Accordingly, such software will be able to detect and neutralize them, sometimes even at the stage of attempting to write to a PC.

As for downloading content, it is better to refuse it altogether. Especially if you have a Bitcoin wallet installed. If a virus gets in, the data from it, including private keys during transactions, can fall into the hands of an attacker.

It is advisable to store cryptocurrency either on a hardware or paper wallet. Hot ones are not suitable, since private keys are stored directly on the hard drive and similar malicious software can access them.

go

How to start mining cryptocurrencies

You can mine digital coins honestly. To start such an activity, you need to familiarize yourself with some nuances in advance.

You might like this article about setting up a mining rig from scratch

What questions need to be resolved before starting mining:

How much money is available for initial investment (minimum amount is $1,000); What equipment and servers will be used; Approximately how much electricity will be consumed?
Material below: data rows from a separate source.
//! Graph-level representation.
//!
//! A [`Graph`] is an owned DAG of [`Node`]s over named [`Placeholder`]s,
//! mutable during compilation through a small transactional interface:
//! batch edits with [`Graph::add_node`], [`Graph::replace_all_uses`] and
//! [`Graph::remove_node`], then re-establish invariants with
//! [`Graph::verify`].

mod build;
mod verify;

pub use build::GraphBuilder;

use std::collections::BTreeMap;
use std::fmt;

use serde::{Deserialize, Serialize};
use thiserror::Error;

use crate::schema::{self, OpKind};
use crate::types::{MemberValue, TypeDesc};

#[derive(Debug, Clone, Copy, PartialEq, Eq, Hash, PartialOrd, Ord, Serialize, Deserialize)]
pub struct NodeId(pub u32);

#[derive(Debug, Clone, Copy, PartialEq, Eq, Hash, PartialOrd, Ord, Serialize, Deserialize)]
pub struct PlaceholderId(pub u32);

/// Reference to a value consumed by a node or bound to an output.
#[derive(Debug, Clone, Copy, PartialEq, Eq, Hash)]
pub enum ValueRef {
    /// The `result`-th result of another node.
    Node { node: NodeId, result: usize },
    /// The value bound to a placeholder at execution time.
    Placeholder(PlaceholderId),
}

#[derive(Debug, Clone)]
pub struct Node {
    pub id: NodeId,
    pub kind: OpKind,
    pub name: String,
    pub inputs: Vec<ValueRef>,
    pub results: Vec<TypeDesc>,
    pub members: BTreeMap<String, MemberValue>,
}

impl Node {
    pub fn result(&self, index: usize) -> ValueRef {
        ValueRef::Node {
            node: self.id,
            result: index,
        }
    }
}

/// Named symbolic tensor bound to concrete storage at execution time.
#[derive(Debug, Clone)]
pub struct Placeholder {
    pub id: PlaceholderId,
    pub name: String,
    pub ty: TypeDesc,
}

/// Binding of a computed value to an output placeholder.
#[derive(Debug, Clone, Copy)]
pub struct Output {
    pub placeholder: PlaceholderId,
    pub value: ValueRef,
}

#[derive(Debug, Error)]
pub enum GraphError {
    #[error("node '{user}' references unknown node id {node}")]
    UnknownNode { user: String, node: u32 },
    #[error("'{user}' references unknown placeholder id {placeholder}")]
    UnknownPlaceholder { user: String, placeholder: u32 },
    #[error("node '{user}' references result {index} of '{producer}', which has {count} results")]
    ResultIndexOutOfRange {
        user: String,
        producer: String,
        index: usize,
        count: usize,
    },
    #[error("graph contains a cycle through node '{node}'")]
    Cycle { node: String },
    #[error("cannot remove node '{node}': {uses} live use(s) remain")]
    NodeInUse { node: String, uses: usize },
    #[error("node '{node}' of kind '{kind}' expects {expected} input(s), found {found}")]
    InputArity {
        node: String,
        kind: String,
        expected: usize,
        found: usize,
    },
    #[error("node '{node}' result type {found} does not match input {input} type {expected}")]
    ResultType {
        node: String,
        input: usize,
        expected: TypeDesc,
        found: TypeDesc,
    },
    #[error("output bound to '{placeholder}' has type {found}, placeholder expects {expected}")]
    OutputType {
        placeholder: String,
        expected: TypeDesc,
        found: TypeDesc,
    },
    #[error("node '{node}' declares no results")]
    NoResults { node: String },
}

/// Owned dataflow graph handed to a backend for compilation.
#[derive(Debug, Clone, Default)]
pub struct Graph {
    name: String,
    nodes: Vec<Node>,
    placeholders: Vec<Placeholder>,
    outputs: Vec<Output>,
    next_node: u32,
}

impl Graph {
    pub fn new(name: impl Into<String>) -> Self {
        Self {
            name: name.into(),
            ..Self::default()
        }
    }

    pub fn name(&self) -> &str {
        &self.name
    }

    pub fn add_placeholder(&mut self, name: impl Into<String>, ty: TypeDesc) -> PlaceholderId {
        let id = PlaceholderId(self.placeholders.len() as u32);
        self.placeholders.push(Placeholder {
            id,
            name: name.into(),
            ty,
        });
        id
    }

    pub fn add_node(
        &mut self,
        kind: OpKind,
        name: impl Into<String>,
        inputs: Vec<ValueRef>,
        results: Vec<TypeDesc>,
        members: BTreeMap<String, MemberValue>,
    ) -> NodeId {
        let id = NodeId(self.next_node);
        self.next_node += 1;
        self.nodes.push(Node {
            id,
            kind,
            name: name.into(),
            inputs,
            results,
            members,
        });
        id
    }

    /// Binds a computed value to an output placeholder.
    pub fn mark_output(&mut self, placeholder: PlaceholderId, value: ValueRef) {
        self.outputs.push(Output { placeholder, value });
    }

    pub fn node(&self, id: NodeId) -> Option<&Node> {
        self.nodes.iter().find(|n| n.id == id)
    }

    pub fn nodes(&self) -> impl Iterator<Item = &Node> {
        self.nodes.iter()
    }

    pub fn node_count(&self) -> usize {
        self.nodes.len()
    }

    pub fn placeholder(&self, id: PlaceholderId) -> Option<&Placeholder> {
        self.placeholders.get(id.0 as usize)
    }

    pub fn placeholders(&self) -> impl Iterator<Item = &Placeholder> {
        self.placeholders.iter()
    }

    pub fn outputs(&self) -> &[Output] {
        &self.outputs
    }

    /// Nodes consuming the given value.
    pub fn users_of(&self, value: ValueRef) -> Vec<NodeId> {
        self.nodes
            .iter()
            .filter(|n| n.inputs.contains(&value))
            .map(|n| n.id)
            .collect()
    }

    /// Rewires every use of `from` (node inputs and output bindings) to `to`.
    /// Returns the number of uses rewritten.
    pub fn replace_all_uses(&mut self, from: ValueRef, to: ValueRef) -> usize {
        if from == to {
            return 0;
        }
        let mut rewired = 0;
        for node in &mut self.nodes {
            for input in &mut node.inputs {
                if *input == from {
                    *input = to;
                    rewired += 1;
                }
            }
        }
        for output in &mut self.outputs {
            if output.value == from {
                output.value = to;
                rewired += 1;
            }
        }
        rewired
    }

    /// Removes a node with no remaining uses, returning it.
    pub fn remove_node(&mut self, id: NodeId) -> Result<Node, GraphError> {
        let pos = self.nodes.iter().position(|n| n.id == id).ok_or_else(|| {
            GraphError::UnknownNode {
                user: self.name.clone(),
                node: id.0,
            }
        })?;
        let uses = self
            .nodes
            .iter()
            .flat_map(|n| n.inputs.iter())
            .chain(self.outputs.iter().map(|o| &o.value))
            .filter(|v| matches!(v, ValueRef::Node { node, .. } if *node == id))
            .count();
        if uses > 0 {
            return Err(GraphError::NodeInUse {
                node: self.nodes[pos].name.clone(),
                uses,
            });
        }
        Ok(self.nodes.remove(pos))
    }

    /// Type of the referenced value.
    pub fn value_type(&self, value: ValueRef) -> Result<&TypeDesc, GraphError> {
        self.value_type_for(value, self.name.clone())
    }

    fn value_type_for(&self, value: ValueRef, user: String) -> Result<&TypeDesc, GraphError> {
        match value {
            ValueRef::Placeholder(ph) => self
                .placeholder(ph)
                .map(|p| &p.ty)
                .ok_or(GraphError::UnknownPlaceholder {
                    user,
                    placeholder: ph.0,
                }),
            ValueRef::Node { node, result } => {
                let producer = self.node(node).ok_or_else(|| GraphError::UnknownNode {
                    user: user.clone(),
                    node: node.0,
                })?;
                producer
                    .results
                    .get(result)
                    .ok_or_else(|| GraphError::ResultIndexOutOfRange {
                        user,
                        producer: producer.name.clone(),
                        index: result,
                        count: producer.results.len(),
                    })
            }
        }
    }

    /// Checks structural and schema invariants; run after any mutation batch.
    pub fn verify(&self) -> Result<(), GraphError> {
        verify::verify(self)
    }
}

impl fmt::Display for Graph {
    fn fmt(&self, f: &mut fmt::Formatter<'_>) -> fmt::Result {
        writeln!(f, "graph {} {{", self.name)?;
        for ph in &self.placeholders {
            writeln!(f, "  placeholder %p{} : {} // {}", ph.id.0, ph.ty, ph.name)?;
        }
        for node in &self.nodes {
            write!(f, "  %n{} = {}(", node.id.0, schema::op_name(node.kind))?;
            for (i, input) in node.inputs.iter().enumerate() {
                if i > 0 {
                    write!(f, ", ")?;
                }
                match input {
                    ValueRef::Placeholder(ph) => write!(f, "%p{}", ph.0)?,
                    ValueRef::Node { node, result } => write!(f, "%n{}:{}", node.0, result)?,
                }
            }
            write!(f, ")")?;
            if let Some(ty) = node.results.first() {
                write!(f, " : {ty}")?;
            }
            writeln!(f, " // {}", node.name)?;
        }
        for output in &self.outputs {
            let value = match output.value {
                ValueRef::Placeholder(ph) => format!("%p{}", ph.0),
                ValueRef::Node { node, result } => format!("%n{node_id}:{result}", node_id = node.0),
            };
            writeln!(f, "  output %p{} = {}", output.placeholder.0, value)?;
        }
        write!(f, "}}")
    }
}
It is important to determine in advance what affects the mining speed and what the power is. Speed ​​is determined by power, which is measured by a certain number of hashrate (Hashrate) on a specific algorithm.

Mining on someone else's hump: how attackers use computers

Wherever there are rules, there are those who break them. And the world of cryptocurrencies is no exception. Some miners do not pay for electricity by running a cable to a transformer; others smuggle video cards from China.

But most often, cryptocurrency miners use other people’s computers. In particular, in September of this year, Kaspersky Lab discovered two large networks of computers engaged in cryptocurrency mining. One network has approximately 4,000 units of equipment, the other - 5,000. As it turned out, all of them were infected with a virus, and the owners of the equipment did not even suspect that they were participating in the extraction of digital currency, helping the creators of the virus earn tens of thousands of dollars every month.

Typically, the cryptocurrencies Litecoin, Feathercoin and Monero are mined in the process of black mining. Their extraction does not require high-power equipment, and coins can be mined from ordinary home computers.